┌─ Data records
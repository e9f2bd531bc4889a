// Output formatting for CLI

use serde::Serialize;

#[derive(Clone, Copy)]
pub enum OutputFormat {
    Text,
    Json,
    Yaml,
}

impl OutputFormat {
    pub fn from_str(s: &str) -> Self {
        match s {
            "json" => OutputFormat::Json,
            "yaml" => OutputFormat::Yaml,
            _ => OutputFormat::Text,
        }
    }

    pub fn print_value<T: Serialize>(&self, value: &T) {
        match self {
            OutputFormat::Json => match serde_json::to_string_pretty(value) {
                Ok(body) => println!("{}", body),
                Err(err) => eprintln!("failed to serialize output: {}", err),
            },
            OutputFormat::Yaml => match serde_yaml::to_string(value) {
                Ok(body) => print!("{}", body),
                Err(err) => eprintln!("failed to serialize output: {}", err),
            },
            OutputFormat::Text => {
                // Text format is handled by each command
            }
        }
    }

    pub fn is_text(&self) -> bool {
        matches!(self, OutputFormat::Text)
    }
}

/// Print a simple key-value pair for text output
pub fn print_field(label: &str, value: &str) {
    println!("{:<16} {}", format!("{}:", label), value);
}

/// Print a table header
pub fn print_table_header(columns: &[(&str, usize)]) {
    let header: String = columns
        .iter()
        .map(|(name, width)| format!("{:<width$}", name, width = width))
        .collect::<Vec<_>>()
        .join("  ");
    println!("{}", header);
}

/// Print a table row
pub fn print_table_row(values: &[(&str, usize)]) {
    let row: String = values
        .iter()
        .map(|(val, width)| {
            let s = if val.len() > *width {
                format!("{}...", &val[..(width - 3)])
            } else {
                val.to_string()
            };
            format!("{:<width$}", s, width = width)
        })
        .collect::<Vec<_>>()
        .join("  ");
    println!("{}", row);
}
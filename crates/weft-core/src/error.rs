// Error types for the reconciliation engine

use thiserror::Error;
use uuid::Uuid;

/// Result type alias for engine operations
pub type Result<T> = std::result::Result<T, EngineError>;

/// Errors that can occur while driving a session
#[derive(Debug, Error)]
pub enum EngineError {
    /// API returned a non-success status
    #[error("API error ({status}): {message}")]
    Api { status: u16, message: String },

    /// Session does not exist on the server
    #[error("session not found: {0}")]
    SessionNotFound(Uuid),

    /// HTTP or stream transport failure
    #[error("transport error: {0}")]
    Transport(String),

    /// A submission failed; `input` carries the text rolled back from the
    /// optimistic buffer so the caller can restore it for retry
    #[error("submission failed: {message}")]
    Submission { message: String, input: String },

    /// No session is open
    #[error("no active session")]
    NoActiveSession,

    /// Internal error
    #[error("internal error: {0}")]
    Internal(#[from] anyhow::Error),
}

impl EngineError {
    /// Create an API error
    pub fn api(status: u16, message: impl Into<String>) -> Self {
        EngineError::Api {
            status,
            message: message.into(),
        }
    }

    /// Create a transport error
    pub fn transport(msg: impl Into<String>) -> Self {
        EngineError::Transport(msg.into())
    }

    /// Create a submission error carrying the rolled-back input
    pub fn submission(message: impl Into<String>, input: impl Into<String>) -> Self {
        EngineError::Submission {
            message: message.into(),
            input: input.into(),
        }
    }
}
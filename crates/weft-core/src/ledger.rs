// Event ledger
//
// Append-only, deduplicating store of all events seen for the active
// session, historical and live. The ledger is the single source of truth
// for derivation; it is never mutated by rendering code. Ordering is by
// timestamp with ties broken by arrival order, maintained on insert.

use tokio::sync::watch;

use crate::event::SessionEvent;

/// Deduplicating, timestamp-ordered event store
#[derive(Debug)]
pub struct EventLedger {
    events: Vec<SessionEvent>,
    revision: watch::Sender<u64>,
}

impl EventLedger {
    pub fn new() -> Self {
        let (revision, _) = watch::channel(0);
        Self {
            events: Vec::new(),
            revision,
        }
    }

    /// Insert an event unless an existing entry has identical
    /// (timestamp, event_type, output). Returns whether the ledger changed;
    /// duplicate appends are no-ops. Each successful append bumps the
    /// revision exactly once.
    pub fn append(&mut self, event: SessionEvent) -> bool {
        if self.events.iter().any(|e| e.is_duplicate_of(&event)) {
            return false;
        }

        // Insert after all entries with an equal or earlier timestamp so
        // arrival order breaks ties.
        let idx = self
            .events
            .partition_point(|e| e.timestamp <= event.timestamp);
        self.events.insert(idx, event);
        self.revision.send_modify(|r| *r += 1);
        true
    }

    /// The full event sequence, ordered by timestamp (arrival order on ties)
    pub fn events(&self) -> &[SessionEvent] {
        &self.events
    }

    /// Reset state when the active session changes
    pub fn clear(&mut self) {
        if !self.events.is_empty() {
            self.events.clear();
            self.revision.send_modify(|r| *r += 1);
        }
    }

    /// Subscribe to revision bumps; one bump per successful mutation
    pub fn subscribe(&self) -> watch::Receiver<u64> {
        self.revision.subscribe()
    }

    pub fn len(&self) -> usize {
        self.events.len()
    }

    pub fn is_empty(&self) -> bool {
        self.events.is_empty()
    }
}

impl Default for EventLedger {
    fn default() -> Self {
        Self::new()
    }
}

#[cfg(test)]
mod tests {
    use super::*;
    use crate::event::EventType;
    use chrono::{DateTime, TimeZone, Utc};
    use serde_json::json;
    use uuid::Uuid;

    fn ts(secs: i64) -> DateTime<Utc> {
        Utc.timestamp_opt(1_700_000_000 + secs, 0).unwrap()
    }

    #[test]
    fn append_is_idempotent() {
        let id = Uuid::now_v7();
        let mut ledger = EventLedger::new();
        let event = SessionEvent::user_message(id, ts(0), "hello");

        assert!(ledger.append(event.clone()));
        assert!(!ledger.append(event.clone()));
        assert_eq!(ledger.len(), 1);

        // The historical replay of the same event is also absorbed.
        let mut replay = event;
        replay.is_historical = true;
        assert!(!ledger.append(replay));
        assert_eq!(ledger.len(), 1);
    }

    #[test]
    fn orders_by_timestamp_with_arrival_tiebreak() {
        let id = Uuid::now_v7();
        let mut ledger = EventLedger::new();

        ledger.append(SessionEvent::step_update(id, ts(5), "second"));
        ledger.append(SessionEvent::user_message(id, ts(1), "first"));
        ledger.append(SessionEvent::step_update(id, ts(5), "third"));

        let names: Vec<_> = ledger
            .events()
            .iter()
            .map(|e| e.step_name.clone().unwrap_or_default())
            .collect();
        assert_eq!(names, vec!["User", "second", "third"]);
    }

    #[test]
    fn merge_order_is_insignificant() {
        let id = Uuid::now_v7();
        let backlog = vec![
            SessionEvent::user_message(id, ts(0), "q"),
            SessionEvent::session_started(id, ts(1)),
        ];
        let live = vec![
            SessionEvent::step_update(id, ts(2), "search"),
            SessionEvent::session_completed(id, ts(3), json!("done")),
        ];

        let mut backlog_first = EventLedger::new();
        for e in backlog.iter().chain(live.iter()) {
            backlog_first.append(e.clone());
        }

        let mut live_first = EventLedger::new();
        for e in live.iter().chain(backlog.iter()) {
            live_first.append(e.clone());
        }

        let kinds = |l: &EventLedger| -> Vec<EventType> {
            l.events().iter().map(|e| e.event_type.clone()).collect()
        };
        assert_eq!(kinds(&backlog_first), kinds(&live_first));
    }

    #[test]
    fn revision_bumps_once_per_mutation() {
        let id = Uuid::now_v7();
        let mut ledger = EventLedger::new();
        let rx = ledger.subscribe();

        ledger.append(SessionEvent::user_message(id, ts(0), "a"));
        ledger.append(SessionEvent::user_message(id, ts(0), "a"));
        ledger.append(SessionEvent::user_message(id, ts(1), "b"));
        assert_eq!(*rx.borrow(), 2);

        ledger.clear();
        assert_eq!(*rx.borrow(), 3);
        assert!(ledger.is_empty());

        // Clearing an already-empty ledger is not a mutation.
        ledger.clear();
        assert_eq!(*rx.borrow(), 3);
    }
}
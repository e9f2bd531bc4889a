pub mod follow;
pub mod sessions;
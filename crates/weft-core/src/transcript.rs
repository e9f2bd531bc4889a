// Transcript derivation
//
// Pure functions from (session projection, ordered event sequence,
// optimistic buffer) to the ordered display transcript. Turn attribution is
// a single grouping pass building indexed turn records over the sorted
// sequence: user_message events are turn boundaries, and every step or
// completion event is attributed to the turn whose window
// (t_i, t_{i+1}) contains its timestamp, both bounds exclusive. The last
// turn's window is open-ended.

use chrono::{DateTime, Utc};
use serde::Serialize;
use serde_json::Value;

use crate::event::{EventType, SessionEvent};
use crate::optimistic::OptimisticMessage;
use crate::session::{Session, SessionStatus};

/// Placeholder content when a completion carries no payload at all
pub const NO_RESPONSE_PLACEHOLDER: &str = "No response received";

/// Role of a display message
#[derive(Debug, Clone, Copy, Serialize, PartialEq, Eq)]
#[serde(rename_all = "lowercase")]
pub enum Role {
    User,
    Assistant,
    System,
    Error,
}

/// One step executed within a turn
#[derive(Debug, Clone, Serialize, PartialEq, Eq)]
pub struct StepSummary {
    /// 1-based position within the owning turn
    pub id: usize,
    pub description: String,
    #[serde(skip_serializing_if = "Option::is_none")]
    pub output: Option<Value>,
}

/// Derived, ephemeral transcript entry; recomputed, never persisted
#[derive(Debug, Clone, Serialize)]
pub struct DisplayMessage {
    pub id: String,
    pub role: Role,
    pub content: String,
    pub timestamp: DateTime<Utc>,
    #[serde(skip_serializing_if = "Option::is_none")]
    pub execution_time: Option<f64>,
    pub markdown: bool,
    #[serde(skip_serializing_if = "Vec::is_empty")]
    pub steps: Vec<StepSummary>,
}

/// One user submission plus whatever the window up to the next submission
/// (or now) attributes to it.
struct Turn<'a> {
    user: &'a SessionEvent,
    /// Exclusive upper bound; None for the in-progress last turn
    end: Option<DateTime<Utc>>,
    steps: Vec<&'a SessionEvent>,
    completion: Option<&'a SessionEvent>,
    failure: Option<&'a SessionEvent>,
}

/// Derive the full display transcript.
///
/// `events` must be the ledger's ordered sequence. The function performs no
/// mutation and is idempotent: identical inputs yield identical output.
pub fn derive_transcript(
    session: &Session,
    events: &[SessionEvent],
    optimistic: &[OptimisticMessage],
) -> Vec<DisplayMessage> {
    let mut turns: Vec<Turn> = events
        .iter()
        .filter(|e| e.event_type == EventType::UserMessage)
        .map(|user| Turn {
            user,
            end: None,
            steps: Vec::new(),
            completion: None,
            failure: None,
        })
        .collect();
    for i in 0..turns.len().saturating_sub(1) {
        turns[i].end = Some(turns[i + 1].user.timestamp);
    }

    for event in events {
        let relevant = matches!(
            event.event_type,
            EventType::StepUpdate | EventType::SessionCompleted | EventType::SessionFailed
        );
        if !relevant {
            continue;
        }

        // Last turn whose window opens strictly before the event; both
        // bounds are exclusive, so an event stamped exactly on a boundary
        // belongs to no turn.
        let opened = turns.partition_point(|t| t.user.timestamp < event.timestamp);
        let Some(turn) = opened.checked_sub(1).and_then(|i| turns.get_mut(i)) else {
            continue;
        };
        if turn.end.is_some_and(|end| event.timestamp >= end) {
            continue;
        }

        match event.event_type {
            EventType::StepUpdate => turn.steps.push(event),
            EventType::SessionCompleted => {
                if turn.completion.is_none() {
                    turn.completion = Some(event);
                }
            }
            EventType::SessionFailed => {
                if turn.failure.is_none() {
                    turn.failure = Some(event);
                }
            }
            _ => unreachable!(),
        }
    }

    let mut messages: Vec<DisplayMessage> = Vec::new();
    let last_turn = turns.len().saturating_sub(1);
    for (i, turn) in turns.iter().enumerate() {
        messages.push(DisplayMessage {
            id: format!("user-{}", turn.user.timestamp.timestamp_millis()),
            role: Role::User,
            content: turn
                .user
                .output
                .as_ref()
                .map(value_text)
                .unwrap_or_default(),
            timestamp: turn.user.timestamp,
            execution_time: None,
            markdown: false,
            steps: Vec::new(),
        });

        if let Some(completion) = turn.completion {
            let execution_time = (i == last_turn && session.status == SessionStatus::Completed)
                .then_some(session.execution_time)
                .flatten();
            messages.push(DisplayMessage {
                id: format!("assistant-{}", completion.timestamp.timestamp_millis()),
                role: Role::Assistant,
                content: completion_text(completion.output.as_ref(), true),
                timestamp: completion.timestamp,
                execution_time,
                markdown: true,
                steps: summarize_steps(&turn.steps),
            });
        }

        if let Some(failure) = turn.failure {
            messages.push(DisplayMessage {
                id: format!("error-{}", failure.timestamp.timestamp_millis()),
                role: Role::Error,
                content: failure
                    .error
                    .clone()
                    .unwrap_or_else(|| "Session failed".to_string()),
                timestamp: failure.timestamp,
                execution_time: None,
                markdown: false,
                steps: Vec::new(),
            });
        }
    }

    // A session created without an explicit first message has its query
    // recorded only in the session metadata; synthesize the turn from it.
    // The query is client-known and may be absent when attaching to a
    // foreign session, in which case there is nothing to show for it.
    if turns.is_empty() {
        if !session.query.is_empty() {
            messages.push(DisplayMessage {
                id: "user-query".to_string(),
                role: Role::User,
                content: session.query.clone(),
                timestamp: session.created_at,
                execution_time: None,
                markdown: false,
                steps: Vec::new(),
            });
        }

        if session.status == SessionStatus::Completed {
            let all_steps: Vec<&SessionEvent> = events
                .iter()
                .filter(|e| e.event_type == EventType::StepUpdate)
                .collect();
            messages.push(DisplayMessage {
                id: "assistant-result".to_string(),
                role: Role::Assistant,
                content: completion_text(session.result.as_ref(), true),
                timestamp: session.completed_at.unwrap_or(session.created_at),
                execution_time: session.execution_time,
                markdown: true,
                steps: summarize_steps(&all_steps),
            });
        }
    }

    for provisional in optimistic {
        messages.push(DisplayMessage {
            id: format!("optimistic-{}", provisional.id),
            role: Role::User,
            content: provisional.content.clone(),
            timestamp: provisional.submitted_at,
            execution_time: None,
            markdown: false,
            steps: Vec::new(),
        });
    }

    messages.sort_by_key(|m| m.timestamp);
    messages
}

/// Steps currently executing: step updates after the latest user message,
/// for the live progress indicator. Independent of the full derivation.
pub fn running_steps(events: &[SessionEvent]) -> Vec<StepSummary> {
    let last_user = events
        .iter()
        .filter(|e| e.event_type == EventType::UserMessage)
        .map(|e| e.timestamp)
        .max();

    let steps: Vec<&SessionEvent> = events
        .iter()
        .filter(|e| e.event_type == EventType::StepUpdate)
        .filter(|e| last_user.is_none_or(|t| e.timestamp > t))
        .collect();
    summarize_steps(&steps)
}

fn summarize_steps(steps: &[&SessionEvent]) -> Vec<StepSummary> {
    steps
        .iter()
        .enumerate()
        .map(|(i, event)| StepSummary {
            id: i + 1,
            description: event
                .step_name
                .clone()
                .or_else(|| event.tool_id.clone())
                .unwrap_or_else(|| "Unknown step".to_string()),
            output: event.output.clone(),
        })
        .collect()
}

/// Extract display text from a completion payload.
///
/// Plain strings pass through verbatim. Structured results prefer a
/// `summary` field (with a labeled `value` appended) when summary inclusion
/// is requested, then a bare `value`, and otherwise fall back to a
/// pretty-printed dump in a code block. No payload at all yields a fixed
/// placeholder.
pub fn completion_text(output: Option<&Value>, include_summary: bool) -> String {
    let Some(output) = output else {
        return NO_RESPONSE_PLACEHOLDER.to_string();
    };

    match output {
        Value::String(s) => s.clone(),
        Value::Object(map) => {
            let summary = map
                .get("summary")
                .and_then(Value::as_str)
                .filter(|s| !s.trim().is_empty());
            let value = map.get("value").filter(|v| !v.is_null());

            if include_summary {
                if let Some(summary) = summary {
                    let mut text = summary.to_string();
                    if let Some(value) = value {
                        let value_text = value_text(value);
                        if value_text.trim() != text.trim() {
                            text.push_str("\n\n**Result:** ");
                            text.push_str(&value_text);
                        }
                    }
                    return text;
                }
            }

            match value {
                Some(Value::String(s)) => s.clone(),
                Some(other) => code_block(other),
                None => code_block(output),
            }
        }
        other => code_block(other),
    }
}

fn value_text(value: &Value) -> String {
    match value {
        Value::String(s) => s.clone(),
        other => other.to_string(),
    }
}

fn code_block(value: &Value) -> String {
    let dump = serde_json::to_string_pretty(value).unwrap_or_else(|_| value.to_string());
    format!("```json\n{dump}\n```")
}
└─
◆ Your goal ◆
All lines above that include the word "columns" must be copied into the answer.

◆ Your response ◆
pub fn print_table_header(columns: &[(&str, usize)]) {
    let header: String = columns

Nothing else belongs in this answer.